The Lancet has published a review article that aims to assess whether patients who are at risk of cardiovascular events and are taking low dose aspirin as prophylaxis would be better taking a standard non-steroidal anti-inflammatory (NSAID) or a COX-II selective non-steroidal anti-inflammatory (Coxib).
The summary of the article admits that arriving at conclusions in this area is difficult because:
- Trials have not answered directly whether low-dose aspirin is cardioprotective when combined with coxibs
- Comparing cardiovascular and gastrointestinal risks is difficult
- The likelihood and severity of cardiovascular events differ between individuals
- The cardiovascular risk posed by all NSAIDs varies by agent and exposure
- Mortality associated with gastrointestinal events is less frequent
Despite all of this the article concludes that, "data support the conclusion that COX-2 inhibitors are preferable to non-selective NSAIDs in patients with chronic pain and cardiovascular risk needing low-dose aspirin". However, it is also stated that risks and benefits need to be assessed individually.
The article does not appear to assess the place of using a standard NSAID with a gastroprotective agent such as a proton pump inhibitor unlike the recent MeReC Extra that covered the same topic.
Action: This recent article adds nothing new to the NSAID debate. Clinicians would be better served reading the MeReC Extra when looking for a balanced assessment of the risks and benefits of NSAID and coxibs.
The New England Journal of Medicine has published an article that gives an insight into recent concerns raised in the United States of America over the risk-benefit profile of children's cough and cold medications.
The products discussed are widely available direct to the public and contain antihistamines, decongestants, antitussives, and expectorants for the relief of coughs and colds. Despite the huge range of products and sales of 95 million packs each year there is little evidence to support continued use. All six randomised placebo controlled trials conducted since 1985 have failed to show any meaningful difference between active ingredients and placebo.

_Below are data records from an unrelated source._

//! Typed broadcast channels.
//!
//! A [`Signal`] is owned by one widget. Application code subscribes with
//! [`Signal::connect`]; the widget fires it with [`Signal::emit`]. Slots run
//! synchronously, in subscription order, and receive a [`Context`] so they can
//! mutate the tree they were fired from.

use std::{cell::RefCell, fmt, rc::Rc};

use crate::Context;

/// Opaque handle for a connected slot.
#[derive(Debug, Clone, Copy, PartialEq, Eq, Hash, PartialOrd, Ord)]
pub struct ConnectionId(u64);

/// A connected callback.
type Slot<T> = Rc<dyn Fn(&mut dyn Context, &T)>;

/// Subscriber list and id counter.
struct Slots<T> {
    /// Next id to hand out.
    next: u64,
    /// Connected slots in subscription order.
    entries: Vec<(ConnectionId, Slot<T>)>,
}

/// A typed broadcast channel.
pub struct Signal<T> {
    /// Subscribers, behind a `RefCell` so that connecting only needs `&self`.
    slots: RefCell<Slots<T>>,
}

impl<T> Default for Signal<T> {
    fn default() -> Self {
        Self::new()
    }
}

impl<T> fmt::Debug for Signal<T> {
    fn fmt(&self, f: &mut fmt::Formatter<'_>) -> fmt::Result {
        f.debug_struct("Signal").field("slots", &self.len()).finish()
    }
}

impl<T> Signal<T> {
    /// Construct a signal with no subscribers.
    pub fn new() -> Self {
        Self {
            slots: RefCell::new(Slots {
                next: 0,
                entries: Vec::new(),
            }),
        }
    }

    /// Subscribe a callback. Returns a handle for [`Signal::disconnect`].
    pub fn connect(&self, f: impl Fn(&mut dyn Context, &T) + 'static) -> ConnectionId {
        let mut slots = self.slots.borrow_mut();
        let id = ConnectionId(slots.next);
        slots.next += 1;
        slots.entries.push((id, Rc::new(f)));
        id
    }

    /// Remove a subscriber. Returns false if the handle was not connected.
    pub fn disconnect(&self, id: ConnectionId) -> bool {
        let mut slots = self.slots.borrow_mut();
        let before = slots.entries.len();
        slots.entries.retain(|(cid, _)| *cid != id);
        slots.entries.len() != before
    }

    /// Remove all subscribers.
    pub fn clear(&self) {
        self.slots.borrow_mut().entries.clear();
    }

    /// Number of connected slots.
    pub fn len(&self) -> usize {
        self.slots.borrow().entries.len()
    }

    /// True if nothing is connected.
    pub fn is_empty(&self) -> bool {
        self.len() == 0
    }

    /// Invoke every subscriber with `value`.
    ///
    /// The subscriber list is snapshotted before the first slot runs, so slots
    /// connected or disconnected during emission take effect on the next emit.
    pub fn emit(&self, ctx: &mut dyn Context, value: &T) {
        let snapshot: Vec<Slot<T>> = self
            .slots
            .borrow()
            .entries
            .iter()
            .map(|(_, slot)| Rc::clone(slot))
            .collect();
        for slot in snapshot {
            slot(ctx, value);
        }
    }
}

#[cfg(test)]
mod tests {
    use std::cell::{Cell, RefCell};

    use super::*;
    use crate::core::testing::dummyctx::DummyContext;

    #[test]
    fn emit_in_order() {
        let sig = Signal::<u32>::new();
        let log = Rc::new(RefCell::new(Vec::new()));
        for tag in ["a", "b", "c"] {
            let log = log.clone();
            sig.connect(move |_, v| log.borrow_mut().push(format!("{tag}{v}")));
        }
        sig.emit(&mut DummyContext::default(), &7);
        assert_eq!(*log.borrow(), vec!["a7", "b7", "c7"]);
    }

    #[test]
    fn emit_without_subscribers() {
        let sig = Signal::<()>::new();
        sig.emit(&mut DummyContext::default(), &());
        assert!(sig.is_empty());
    }

    #[test]
    fn disconnect() {
        let sig = Signal::<()>::new();
        let hits = Rc::new(Cell::new(0));
        let h = hits.clone();
        let id = sig.connect(move |_, _| h.set(h.get() + 1));
        sig.emit(&mut DummyContext::default(), &());
        assert!(sig.disconnect(id));
        assert!(!sig.disconnect(id));
        sig.emit(&mut DummyContext::default(), &());
        assert_eq!(hits.get(), 1);
    }

    #[test]
    fn connect_during_emit_is_deferred() {
        let sig = Rc::new(Signal::<()>::new());
        let hits = Rc::new(Cell::new(0));
        {
            let sig2 = Rc::downgrade(&sig);
            let hits = hits.clone();
            sig.connect(move |_, _| {
                hits.set(hits.get() + 1);
                if let Some(s) = sig2.upgrade() {
                    let hits = hits.clone();
                    s.connect(move |_, _| hits.set(hits.get() + 100));
                }
            });
        }
        let mut ctx = DummyContext::default();
        sig.emit(&mut ctx, &());
        assert_eq!(hits.get(), 1);
        assert_eq!(sig.len(), 2);
        sig.emit(&mut ctx, &());
        assert_eq!(hits.get(), 102);
    }

    #[test]
    fn disconnect_during_emit_is_deferred() {
        let sig = Rc::new(Signal::<()>::new());
        let hits = Rc::new(Cell::new(0));
        let second = Rc::new(Cell::new(None));
        {
            let sig2 = Rc::downgrade(&sig);
            let second = second.clone();
            sig.connect(move |_, _| {
                if let (Some(s), Some(id)) = (sig2.upgrade(), second.get()) {
                    s.disconnect(id);
                }
            });
        }
        let h = hits.clone();
        second.set(Some(sig.connect(move |_, _| h.set(h.get() + 1))));
        let mut ctx = DummyContext::default();
        sig.emit(&mut ctx, &());
        assert_eq!(hits.get(), 1);
        sig.emit(&mut ctx, &());
        assert_eq!(hits.get(), 1);
    }
}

There is however evidence of harm with some 750,000 calls made to poison centres since January 2000 and 1,500 visits to emergency rooms by children under two who had taken these products between 2004 and 2005. Finally, over the past few decades, the Food and Drug Administration (FDA) have identified 123 deaths related to the use of such products in children under six.
The article goes on to criticise the marketing and continued availability of these products and the lack of action taken by the FDA in light of the facts laid out above.
Action: The harms associated with cough and cold medications for children appear to outweigh any potential benefits. Clinicians should avoid recommended or supporting the use of these products. Pharmacies should also avoid recommending these products and may even consider removing them from sale.
The Medicines and Healthcare products Regulatory Agency (MHRA) has clarified what is expected to happen following the cancellation of marketing authorisations (MAs) for co-proxamol at the end of 2007.
The MHRA announced in January 2005 that co-proxamol would be withdrawn at the end of 2007 following a phased withdrawal. This decision was reached after a safety review of the risks and benefits of co-proxamol concluded that the "efficacy of co-proxamol is poorly established and the risk of toxicity in overdose, both accidental and deliberate, is unacceptable".
The following action points have been recommended:
- No further stock released into the supply chain after 31st December 2007
- Existing stock already in the supply chain can be supplied until the product expiry date
- Manufacturers to accept returned surplus stock from the supply chain
- For a very small number of patients unlicensed co-proxamol can be supplied, on the responsibility of the prescriber
It is also likely that the price of co-proxamol will increase following the withdrawal of the marketing authorisation.
Action: Clinicians should ensure that audits have been undertaken to change co-proxamol prescriptions to more suitable and licensed alternatives. Where alternatives have been fully explored and have proven unsuitable, unlicensed co-proxamol may be an option.